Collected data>
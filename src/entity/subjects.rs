//! 科目实体

use sea_orm::entity::prelude::*;

#[derive(Clone, Debug, PartialEq, DeriveEntityModel)]
#[sea_orm(table_name = "subjects")]
pub struct Model {
    #[sea_orm(primary_key)]
    pub id: i64,
    pub teacher_id: i64,
    pub name: String,
    pub created_at: i64,
}

#[derive(Copy, Clone, Debug, EnumIter, DeriveRelation)]
pub enum Relation {
    #[sea_orm(
        belongs_to = "super::teachers::Entity",
        from = "Column::TeacherId",
        to = "super::teachers::Column::Id"
    )]
    Teacher,
}

impl Related<super::teachers::Entity> for Entity {
    fn to() -> RelationDef {
        Relation::Teacher.def()
    }
}

impl ActiveModelBehavior for ActiveModel {}

impl Model {
    pub fn into_subject(self) -> crate::models::subjects::Subject {
        crate::models::subjects::Subject {
            id: self.id,
            teacher_id: self.teacher_id,
            name: self.name,
            created_at: super::timestamp_to_datetime(self.created_at),
        }
    }
}
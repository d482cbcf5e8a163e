use config::{Config, ConfigError, Environment, File};
use std::sync::OnceLock;

use super::AppConfig;

static APP_CONFIG: OnceLock<AppConfig> = OnceLock::new();

const DEFAULT_IMPORT_BATCH_SIZE: usize = 50;
const DEFAULT_IMPORT_MAX_ROWS: usize = 1000;

impl AppConfig {
    /// 加载配置
    pub fn load() -> Result<Self, ConfigError> {
        let mut builder = Config::builder()
            // 首先加载默认配置文件
            .add_source(File::with_name("config").required(false))
            // 然后根据环境加载特定配置文件
            .add_source(
                File::with_name(&format!(
                    "config.{}",
                    std::env::var("APP_ENV").unwrap_or_else(|_| "development".into())
                ))
                .required(false),
            )
            // 最后加载环境变量覆盖
            .add_source(
                Environment::with_prefix("CLASSROOM")
                    .separator("_")
                    .try_parsing(true),
            );

        builder = builder
            .set_override_option("app.environment", std::env::var("APP_ENV").ok())?
            .set_override_option("app.log_level", std::env::var("RUST_LOG").ok())?
            .set_override_option("server.host", std::env::var("SERVER_HOST").ok())?
            .set_override_option("server.port", std::env::var("SERVER_PORT").ok())?
            .set_override_option("server.unix_socket_path", std::env::var("UNIX_SOCKET").ok())?
            .set_override_option("server.workers", std::env::var("CPU_COUNT").ok())?
            .set_override_option("jwt.secret", std::env::var("JWT_SECRET").ok())?
            .set_override_option("database.url", std::env::var("DATABASE_URL").ok())?
            .set_override_option("import.batch_size", std::env::var("IMPORT_BATCH_SIZE").ok())?
            .set_override_option("import.max_rows", std::env::var("IMPORT_MAX_ROWS").ok())?;

        let config = builder.build()?;
        let mut app_config: AppConfig = config.try_deserialize()?;
        app_config.normalize(num_cpus::get());

        Ok(app_config)
    }

    /// 修正缺省或越界的数值配置
    fn normalize(&mut self, cpu_count: usize) {
        if self.server.workers == 0 {
            self.server.workers = cpu_count.min(self.server.max_workers).max(1);
        }

        let import = &mut self.import;
        if import.batch_size == 0 {
            import.batch_size = DEFAULT_IMPORT_BATCH_SIZE;
        }
        if import.max_rows == 0 {
            import.max_rows = DEFAULT_IMPORT_MAX_ROWS;
        }
        // 一批不超过单次导入上限
        import.batch_size = import.batch_size.min(import.max_rows);
        // 上传文件不超过请求体上限
        if import.max_file_size == 0 || import.max_file_size > self.server.limits.max_payload_size {
            import.max_file_size = self.server.limits.max_payload_size;
        }
    }

    /// 获取全局配置实例
    pub fn get() -> &'static AppConfig {
        APP_CONFIG.get_or_init(|| {
            Self::load().unwrap_or_else(|e| {
                eprintln!("Failed to load configuration: {e}");
                std::process::exit(1);
            })
        })
    }

    /// 初始化配置 (在应用启动时调用)
    pub fn init() -> Result<(), ConfigError> {
        let config = Self::load()?;
        APP_CONFIG
            .set(config)
            .map_err(|_| ConfigError::Message("Configuration already initialized".to_string()))?;
        Ok(())
    }

    /// 检查是否为生产环境
    pub fn is_production(&self) -> bool {
        self.app.environment == "production"
    }

    /// 检查是否为开发环境
    pub fn is_development(&self) -> bool {
        self.app.environment == "development"
    }

    /// 获取服务器绑定地址
    pub fn server_bind_address(&self) -> String {
        format!("{}:{}", self.server.host, self.server.port)
    }

    /// 获取 Unix 套接字路径 (如果配置了)
    #[cfg(unix)]
    pub fn unix_socket_path(&self) -> Option<&str> {
        if self.server.unix_socket_path.is_empty() {
            None
        } else {
            Some(&self.server.unix_socket_path)
        }
    }
}

#[cfg(test)]
mod tests {
    use super::*;
    use crate::config::structs::*;

    fn sample() -> AppConfig {
        AppConfig {
            app: AppSettings {
                system_name: "Classroom".to_string(),
                environment: "development".to_string(),
                log_level: "info".to_string(),
            },
            server: ServerConfig {
                host: "127.0.0.1".to_string(),
                port: 8080,
                unix_socket_path: String::new(),
                workers: 0,
                max_workers: 8,
                timeouts: TimeoutConfig {
                    client_request: 5000,
                    client_disconnect: 1000,
                    keep_alive: 75,
                },
                limits: LimitConfig {
                    max_payload_size: 2048,
                },
            },
            jwt: JwtConfig {
                secret: "secret".to_string(),
                access_token_expiry: 15,
                refresh_token_expiry: 7,
                refresh_token_remember_me_expiry: 30,
            },
            argon2: Argon2Config {
                memory_cost: 19456,
                time_cost: 2,
                parallelism: 1,
            },
            database: DatabaseConfig {
                url: "classroom.db".to_string(),
                pool_size: 8,
                timeout: 10,
            },
            cache: CacheConfig {
                default_ttl: 900,
                memory: MemoryConfig {
                    max_capacity: 100,
                },
            },
            cors: CorsConfig {
                allowed_origins: vec!["*".to_string()],
                allowed_methods: vec!["GET".to_string()],
                allowed_headers: vec!["Authorization".to_string()],
                max_age: 3600,
            },
            import: ImportConfig {
                batch_size: 0,
                max_rows: 0,
                max_file_size: 0,
            },
        }
    }

    #[test]
    fn test_normalize_fills_defaults() {
        let mut config = sample();
        config.normalize(16);

        assert_eq!(config.server.workers, 8);
        assert_eq!(config.import.batch_size, DEFAULT_IMPORT_BATCH_SIZE);
        assert_eq!(config.import.max_rows, DEFAULT_IMPORT_MAX_ROWS);
        assert_eq!(config.import.max_file_size, 2048);
    }

    #[test]
    fn test_normalize_clamps_import_limits() {
        let mut config = sample();
        config.server.workers = 2;
        config.import = ImportConfig {
            batch_size: 500,
            max_rows: 100,
            max_file_size: 1 << 20,
        };
        config.normalize(16);

        assert_eq!(config.server.workers, 2);
        assert_eq!(config.import.batch_size, 100);
        assert_eq!(config.import.max_file_size, 2048);
    }
}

About this task> Retype exactly the lines of the data above that fall between the line with "std::process::exit(1);" and the line with "pub fn is_development(&self)", inclusive, and add nothing.

Task answer>
                std::process::exit(1);
            })
        })
    }

    /// 初始化配置 (在应用启动时调用)
    pub fn init() -> Result<(), ConfigError> {
        let config = Self::load()?;
        APP_CONFIG
            .set(config)
            .map_err(|_| ConfigError::Message("Configuration already initialized".to_string()))?;
        Ok(())
    }

    /// 检查是否为生产环境
    pub fn is_production(&self) -> bool {
        self.app.environment == "production"
    }

    /// 检查是否为开发环境
    pub fn is_development(&self) -> bool {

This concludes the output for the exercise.